I've looked at several of them. Most runAfter implementations
unconditionally return false. I'm tracking down the ones that don't.
Agreed, the Task interface is less than optimum, best to replace it.
TaskManager has been identified as a performance bottleneck.
Are there any benchmarks demonstrating the bottleneck? I'll need some to
see if my changes make matters significantly better. My guess from
reading TaskManager code is that it is fine for small numbers of tasks,
but does not scale well. However, measurements always beat guesses.
My current idea is to use a long sequence number assigned when a Task is
added to the TaskManager. That would work for a TaskManager that
operates continuously for over 290 years given one new Task every
nanosecond. If more is needed, I could go to BigInteger depending on
what the benchmarks tell me.
This requires wrapping the caller's Task object in another data
structure, which has other uses.
Given a sequence number, I could separate the tasks into separate data
structures depending status. Each data structure would be designed for
the operations TaskManager needs to do on tasks in that state. In
particular, tasks that are waiting to be assigned a thread would live in
a BlockingPriorityQueue whose Comparator goes by sequence number.
I am considering changing the runAfter method to take a single Task,
rather than a List. It moves a method call from outside to inside a
loop, but I think it is worth it for the additional information it would
give TaskManager. It simplifies the interface, which is usually a good
thing to do for maintainability. It decouples the TaskManager callers
from how TaskManager organizes its data structures, important not just
for this round, but for any future tuning of TaskManager.

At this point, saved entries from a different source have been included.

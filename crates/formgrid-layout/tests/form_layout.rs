//! End-to-end: build a two-column property form and lay it out.

use formgrid_core::{ChildId, DefaultUnitConverter, Dimension, LayoutError, TrackGroup};
use formgrid_layout::{
    debug, layout_container, Container, FormBuilder, FormLayout, IntrinsicSize, Rectangle,
};

const COLUMNS: &str =
    "right:max(40dlu;pref), 3dlu, default:grow, 7dlu, right:max(40dlu;pref), 3dlu, default:grow(2)";

enum Widget {
    Label(&'static str),
    Field,
    Separator(&'static str),
}

impl IntrinsicSize for Widget {
    fn minimum_size(&self) -> Dimension {
        match self {
            Widget::Label(text) => Dimension::new(8 * text.len() as i32, 16),
            Widget::Field => Dimension::new(20, 20),
            Widget::Separator(_) => Dimension::new(10, 16),
        }
    }

    fn preferred_size(&self) -> Dimension {
        match self {
            Widget::Label(_) => self.minimum_size(),
            Widget::Field => Dimension::new(80, 20),
            Widget::Separator(_) => Dimension::new(100, 16),
        }
    }

    fn describe(&self) -> Option<String> {
        match self {
            Widget::Label(text) | Widget::Separator(text) => Some(text.to_string()),
            Widget::Field => None,
        }
    }
}

struct Panel {
    layout: Option<FormLayout>,
    bounds: Rectangle,
    widgets: Vec<(ChildId, Widget)>,
}

impl Panel {
    fn push(&mut self, widget: Widget) -> ChildId {
        let id = ChildId(self.widgets.len() as u64 + 1);
        self.widgets.push((id, widget));
        id
    }
}

impl Container for Panel {
    fn bounds(&self) -> Rectangle {
        self.bounds
    }

    fn children(&self) -> Vec<(ChildId, &dyn IntrinsicSize)> {
        self.widgets
            .iter()
            .map(|(id, widget)| (*id, widget as &dyn IntrinsicSize))
            .collect()
    }

    fn form_layout(&self) -> Option<&FormLayout> {
        self.layout.as_ref()
    }
}

fn labeled(panel: &mut Panel, builder: &mut FormBuilder<'_>, text: &'static str) -> (ChildId, ChildId) {
    let label = panel.push(Widget::Label(text));
    let field = panel.push(Widget::Field);
    builder.append_labeled(label, field).unwrap();
    (label, field)
}

/// Returns the panel and the ids of a few children worth checking:
/// the first separator, the "Identifier" pair, the "Power" pair and the
/// "s" label.
fn flange_panel(converter: &DefaultUnitConverter) -> (Panel, [ChildId; 6]) {
    let mut panel = Panel {
        layout: None,
        bounds: Rectangle::new(0, 0, 600, 434),
        widgets: Vec::new(),
    };
    let mut layout = FormLayout::parse(COLUMNS, "").unwrap();
    layout.set_column_groups(vec![TrackGroup::from([3, 7])]).unwrap();

    let mut builder = FormBuilder::new(&mut layout);
    builder.set_default_dialog_border(converter);

    let flange = panel.push(Widget::Separator("Flange"));
    builder.append_separator(flange).unwrap();
    let (identifier, identifier_field) = labeled(&mut panel, &mut builder, "Identifier");
    builder.next_line();
    labeled(&mut panel, &mut builder, "PTI [kW]");
    let (power, power_field) = labeled(&mut panel, &mut builder, "Power [kW]");
    let (s, _) = labeled(&mut panel, &mut builder, "s [mm]");
    builder.next_line();

    let diameters = panel.push(Widget::Separator("Diameters"));
    builder.append_separator(diameters).unwrap();
    for text in ["da [mm]", "di [mm]", "da2 [mm]", "di2 [mm]", "R [mm]", "D [mm]"] {
        labeled(&mut panel, &mut builder, text);
    }

    let criteria = panel.push(Widget::Separator("Criteria"));
    builder.append_separator(criteria).unwrap();
    labeled(&mut panel, &mut builder, "Location");
    labeled(&mut panel, &mut builder, "k-factor");

    let bolts = panel.push(Widget::Separator("Bolts"));
    builder.append_separator(bolts).unwrap();
    labeled(&mut panel, &mut builder, "Material");
    builder.next_line();
    labeled(&mut panel, &mut builder, "Numbers");
    builder.next_line();
    labeled(&mut panel, &mut builder, "ds [mm]");

    panel.layout = Some(layout);
    (panel, [flange, identifier, identifier_field, power, power_field, s])
}

#[test]
fn test_builder_grows_rows_on_demand() {
    let converter = DefaultUnitConverter::default();
    let (panel, [flange, identifier, _, power, _, s]) = flange_panel(&converter);
    let layout = panel.layout.as_ref().unwrap();

    assert_eq!(layout.column_count(), 7);
    assert_eq!(layout.row_count(), 27);
    assert_eq!(layout.constraints(flange).map(|c| (c.column, c.row, c.column_span)), Some((1, 1, 7)));
    assert_eq!(layout.constraints(identifier).map(|c| (c.column, c.row)), Some((1, 3)));
    assert_eq!(layout.constraints(power).map(|c| (c.column, c.row)), Some((5, 5)));
    assert_eq!(layout.constraints(s).map(|c| (c.column, c.row)), Some((1, 7)));
    assert_eq!(layout.row_spec(8).unwrap().to_string(), "top:9dlu:0");
    assert_eq!(layout.row_spec(26).unwrap().to_string(), "top:3dlu:0");
}

#[test]
fn test_preferred_size_includes_dialog_border() {
    let converter = DefaultUnitConverter::default();
    let (panel, _) = flange_panel(&converter);
    let layout = panel.layout.as_ref().unwrap();
    let size = layout
        .preferred_layout_size(&panel.children(), &converter)
        .unwrap();
    assert_eq!(size, Dimension::new(402, 434));
}

#[test]
fn test_grouped_columns_share_surplus() {
    let converter = DefaultUnitConverter::default();
    let (panel, _) = flange_panel(&converter);
    let layout = panel.layout.as_ref().unwrap();
    let info = layout
        .layout_info(&panel.children(), panel.bounds(), &converter)
        .unwrap();

    assert_eq!(info.column_origins(), &[28, 108, 114, 293, 307, 387, 393, 572]);
    assert_eq!(info.row_origins()[..4], [28, 44, 50, 70]);
    assert_eq!(info.bounds(), Rectangle::new(28, 28, 544, 378));
}

#[test]
fn test_children_are_aligned_in_their_cells() {
    let converter = DefaultUnitConverter::default();
    let (panel, [flange, identifier, identifier_field, power, power_field, s]) = flange_panel(&converter);
    let placed = layout_container(&panel, &converter).unwrap();
    let bounds_of = |id| placed.iter().find(|(child, _)| *child == id).map(|(_, r)| *r);

    assert_eq!(placed.len(), panel.widgets.len());
    assert_eq!(bounds_of(flange), Some(Rectangle::new(28, 28, 544, 16)));
    assert_eq!(bounds_of(identifier), Some(Rectangle::new(28, 52, 80, 16)));
    assert_eq!(bounds_of(identifier_field), Some(Rectangle::new(114, 50, 179, 20)));
    assert_eq!(bounds_of(power), Some(Rectangle::new(307, 78, 80, 16)));
    assert_eq!(bounds_of(power_field), Some(Rectangle::new(393, 76, 179, 20)));
    assert_eq!(bounds_of(s), Some(Rectangle::new(60, 104, 48, 16)));
}

#[test]
fn test_dump_lists_every_child() {
    let converter = DefaultUnitConverter::default();
    let (panel, _) = flange_panel(&converter);
    let dump = debug::dump_all(&panel, &converter).unwrap();

    assert!(dump.starts_with("COLUMN SPECS:right:max(40dlu;pref):0, fill:3dlu:0, fill:default:1"));
    assert!(dump.contains("COLUMN GROUPS: { {3, 7} }"));
    assert!(dump.contains("1, 1, 7, 1, fill, default; #1      \"Flange\""));
    assert!(dump.contains("COLUMN ORIGINS: 28 108 114 293 307 387 393 572"));
}

#[test]
fn test_container_without_form_layout_is_rejected() {
    let converter = DefaultUnitConverter::default();
    let (mut panel, _) = flange_panel(&converter);
    panel.layout = None;
    assert!(matches!(
        layout_container(&panel, &converter),
        Err(LayoutError::Precondition)
    ));
    assert!(matches!(
        debug::dump_all(&panel, &converter),
        Err(LayoutError::Precondition)
    ));
}
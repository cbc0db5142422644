//! Integer apportioning of pixels over weighted tracks.
//!
//! Grouped tracks are handled as one unit so that every member receives the
//! same amount. Units are visited groups first, single tracks last, and the
//! pixels a group cannot split evenly are carried to the next unit.

use smallvec::SmallVec;

use formgrid_core::TrackGroup;

/// One or more tracks (0-based) that change size together.
#[derive(Debug, Clone, PartialEq)]
pub(crate) struct Unit {
    pub members: SmallVec<[usize; 4]>,
    pub weight: f64,
}

/// Build the units of a track list: one per group, then one per ungrouped
/// track. `weight` gives the weight of a single 0-based track; a group
/// weighs the sum of its members.
pub(crate) fn units(count: usize, groups: &[TrackGroup], weight: impl Fn(usize) -> f64) -> Vec<Unit> {
    let mut grouped = vec![false; count];
    let mut units = Vec::with_capacity(count);

    for group in groups {
        let members: SmallVec<[usize; 4]> = group
            .members()
            .iter()
            .map(|index| index - 1)
            .filter(|&i| i < count)
            .collect();
        if members.is_empty() {
            continue;
        }
        for &i in &members {
            grouped[i] = true;
        }
        let weight = members.iter().map(|&i| weight(i)).sum();
        units.push(Unit { members, weight });
    }

    for (i, _) in grouped.iter().enumerate().filter(|(_, grouped)| !**grouped) {
        units.push(Unit {
            members: SmallVec::from_slice(&[i]),
            weight: weight(i),
        });
    }
    units
}

/// Split `amount` over `weights` proportionally, rounding the running total
/// so that the shares add up to `amount` exactly.
pub(crate) fn apportion(amount: i32, weights: &[f64]) -> Vec<i32> {
    let total: f64 = weights.iter().sum();
    if amount == 0 || total <= 0.0 {
        return vec![0; weights.len()];
    }

    let mut shares = Vec::with_capacity(weights.len());
    let mut running = 0.0;
    let mut given = 0;
    for (i, weight) in weights.iter().enumerate() {
        running += weight;
        let target = if i + 1 == weights.len() {
            amount
        } else {
            (f64::from(amount) * running / total).round() as i32
        };
        shares.push(target - given);
        given = target;
    }
    shares
}

/// Add `amount` to the tracks in `sizes`, weighted per unit.
///
/// `limit` caps what a single track may receive; pixels beyond the cap are
/// carried to later units. Returns the pixels that could not be placed.
pub(crate) fn spread(sizes: &mut [i32], units: &[Unit], amount: i32, limit: impl Fn(usize) -> i32) -> i32 {
    let weights: Vec<f64> = units.iter().map(|u| u.weight).collect();
    let shares = apportion(amount, &weights);

    let mut carry = 0;
    for (unit, share) in units.iter().zip(shares) {
        if unit.weight <= 0.0 {
            continue;
        }
        let available = share.saturating_add(carry);
        let count = unit.members.len() as i32;
        let cap = unit.members.iter().map(|&i| limit(i)).min().unwrap_or(0);
        let each = (available / count).min(cap).max(0);
        for &i in &unit.members {
            sizes[i] = sizes[i].saturating_add(each);
        }
        carry = available - each * count;
    }
    carry
}

/// Hand out the carry of [`spread`] to units that can still take a whole
/// pixel per member, in unit order. Units without weight are skipped.
///
/// Returns what is still left.
pub(crate) fn settle(sizes: &mut [i32], units: &[Unit], mut amount: i32, limit: impl Fn(usize) -> i32) -> i32 {
    for unit in units.iter().filter(|u| u.weight > 0.0) {
        if amount <= 0 {
            break;
        }
        let count = unit.members.len() as i32;
        let room = unit.members.iter().map(|&i| limit(i) - sizes[i]).min().unwrap_or(0);
        let each = (amount / count).min(room).max(0);
        for &i in &unit.members {
            sizes[i] += each;
        }
        amount -= each * count;
    }
    amount
}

TaskManager, given a new Task, would begin by identifying the highest
sequence number existing task on which it depends, using a backwards
scan. If the Task depends on nothing, it goes in the priority queue for
dispatch to a thread. If Task Y is the youngest incomplete task on which
Task X depends, add X to a Set associated with Y, and put X in a pending
data structure.
(To reduce object creation and destruction in simple cases, Y's Set
would be created the first time an object is added to it.)

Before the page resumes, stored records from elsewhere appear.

//! A cursor-based builder that fills a [`FormLayout`] line by line.
//!
//! The builder only appends tracks and assigns constraints; children are
//! created by the host and passed in by id. Rows are added on demand: a
//! gap row before every new line and a `pref` row for the components.

use tracing::trace;

use formgrid_core::{
    Alignment, CellConstraints, ChildId, Insets, Size, SpecError, TrackSpec, UnitConverter,
};

use crate::factory::FormFactory;
use crate::layout::FormLayout;

/// Settings of a [`FormBuilder`].
#[derive(Debug, Clone, PartialEq)]
pub struct BuilderOptions {
    /// Row inserted between two lines
    pub line_gap: TrackSpec,
    /// Row inserted before a separator
    pub paragraph_gap: TrackSpec,
    /// Columns skipped at the start of every line
    pub leading_column_offset: usize,
    /// Put every component row into one row group
    pub row_grouping: bool,
    /// Border in dialog units applied by [`FormBuilder::set_default_dialog_border`]
    pub dialog_border: f64,
}

impl Default for BuilderOptions {
    fn default() -> Self {
        Self {
            line_gap: FormFactory::line_gap_row(),
            paragraph_gap: FormFactory::paragraph_gap_row(),
            leading_column_offset: 0,
            row_grouping: false,
            dialog_border: 14.0,
        }
    }
}

/// Appends children to a form left to right, top to bottom.
///
/// ```ignore
/// let mut layout = FormLayout::parse("right:pref, 3dlu, pref:grow", "")?;
/// let mut builder = FormBuilder::new(&mut layout);
/// builder.append_separator(general)?;
/// builder.append_labeled(name_label, name_field)?;
/// builder.append_labeled(age_label, age_field)?;
/// ```
#[derive(Debug)]
pub struct FormBuilder<'a> {
    layout: &'a mut FormLayout,
    options: BuilderOptions,
    column: usize,
    row: usize,
}

impl<'a> FormBuilder<'a> {
    pub fn new(layout: &'a mut FormLayout) -> Self {
        Self::with_options(layout, BuilderOptions::default())
    }

    pub fn with_options(layout: &'a mut FormLayout, options: BuilderOptions) -> Self {
        let mut builder = Self {
            layout,
            options,
            column: 1,
            row: 1,
        };
        builder.column = builder.leading_column();
        builder
    }

    pub fn layout(&self) -> &FormLayout {
        self.layout
    }

    pub fn options(&self) -> &BuilderOptions {
        &self.options
    }

    /// Cursor column, 1-based.
    pub fn column(&self) -> usize {
        self.column
    }

    /// Cursor row, 1-based.
    pub fn row(&self) -> usize {
        self.row
    }

    /// The column every line starts in.
    pub fn leading_column(&self) -> usize {
        1 + self.options.leading_column_offset
    }

    pub fn set_line_gap_size(&mut self, size: Size) {
        self.options.line_gap = FormFactory::gap_row(size);
    }

    pub fn set_paragraph_gap_size(&mut self, size: Size) {
        self.options.paragraph_gap = FormFactory::gap_row(size);
    }

    pub fn set_leading_column_offset(&mut self, offset: usize) {
        self.options.leading_column_offset = offset;
    }

    pub fn set_row_grouping_enabled(&mut self, enabled: bool) {
        self.options.row_grouping = enabled;
    }

    /// Surround the form with the dialog border on every edge.
    pub fn set_default_dialog_border(&mut self, converter: &dyn UnitConverter) {
        let vertical = converter.dialog_unit_y_as_pixel(self.options.dialog_border);
        let horizontal = converter.dialog_unit_x_as_pixel(self.options.dialog_border);
        self.layout
            .set_border(Insets::new(vertical, horizontal, vertical, horizontal));
    }

    /// Move the cursor `columns` to the right.
    pub fn next_column(&mut self, columns: usize) -> &mut Self {
        self.column += columns;
        self
    }

    /// Move the cursor to the leading column of the next row.
    pub fn next_line(&mut self) -> &mut Self {
        self.row += 1;
        self.column = self.leading_column();
        self
    }

    /// Place `child` in the cursor cell with explicit constraints, leaving
    /// the cursor where it is.
    pub fn add(&mut self, child: ChildId, constraints: CellConstraints) -> &mut Self {
        self.layout.set_constraints(child, constraints);
        self
    }

    /// Append `child` at the cursor and skip the gap column after it.
    pub fn append(&mut self, child: ChildId) -> Result<&mut Self, SpecError> {
        self.append_span(child, 1)
    }

    /// Append `child` spanning `span` columns.
    pub fn append_span(&mut self, child: ChildId, span: usize) -> Result<&mut Self, SpecError> {
        self.ensure_cursor_column_in_grid();
        let gap = self.options.line_gap.clone();
        self.ensure_gap_row(gap)?;
        self.ensure_component_row()?;

        let constraints = CellConstraints::xyw(self.column, self.row, span);
        self.add(child, constraints);
        Ok(self.next_column(span + 1))
    }

    /// Append a label and the component it describes.
    pub fn append_labeled(&mut self, label: ChildId, component: ChildId) -> Result<&mut Self, SpecError> {
        self.append_labeled_span(label, component, 1)
    }

    /// Append a label and a component spanning `span` columns.
    pub fn append_labeled_span(
        &mut self,
        label: ChildId,
        component: ChildId,
        span: usize,
    ) -> Result<&mut Self, SpecError> {
        self.append(label)?;
        self.append_span(component, span)
    }

    /// Append a title label.
    pub fn append_title(&mut self, title: ChildId) -> Result<&mut Self, SpecError> {
        self.append(title)
    }

    /// Start a paragraph with `separator` spanning every column from the
    /// leading column. The separator fills its cells horizontally.
    pub fn append_separator(&mut self, separator: ChildId) -> Result<&mut Self, SpecError> {
        self.ensure_cursor_column_in_grid();
        let gap = self.options.paragraph_gap.clone();
        self.ensure_gap_row(gap)?;
        self.ensure_component_row()?;

        self.column = self.leading_column();
        let span = (self.layout.column_count() + 1)
            .saturating_sub(self.column)
            .max(1);
        let mut constraints = CellConstraints::xyw(self.column, self.row, span);
        constraints.horizontal = Some(Alignment::Fill);
        self.add(separator, constraints);
        Ok(self.next_column(span))
    }

    fn ensure_cursor_column_in_grid(&mut self) {
        if self.column > self.layout.column_count() {
            self.next_line();
        }
    }

    fn ensure_gap_row(&mut self, gap: TrackSpec) -> Result<(), SpecError> {
        if self.row == 1 || self.row <= self.layout.row_count() {
            return Ok(());
        }
        trace!(row = self.row, gap = %gap, "appending gap row");
        self.layout.append_row(gap)?;
        self.next_line();
        Ok(())
    }

    fn ensure_component_row(&mut self) -> Result<(), SpecError> {
        if self.row <= self.layout.row_count() {
            return Ok(());
        }
        self.layout.append_row(FormFactory::pref_row())?;
        if self.options.row_grouping {
            self.layout.add_grouped_row(self.row)?;
        }
        Ok(())
    }
}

When Task Y leaves the TaskManager, through removal or completion,
reexamine X, looking to see if it depends on an incomplete Task with a
lower sequence number than Y. If it does, put it in that Task's waiting
Set and leave it pending. If not, put it in the priority queue.
In this design, each question of the form "Does X depend on Y" would be
asked at most once. A Task that is waiting on runAfter is kept out of
the dispatch data structure.
This is just a first thought, and will almost certainly change after I
have read more and done some experiments.
Patricia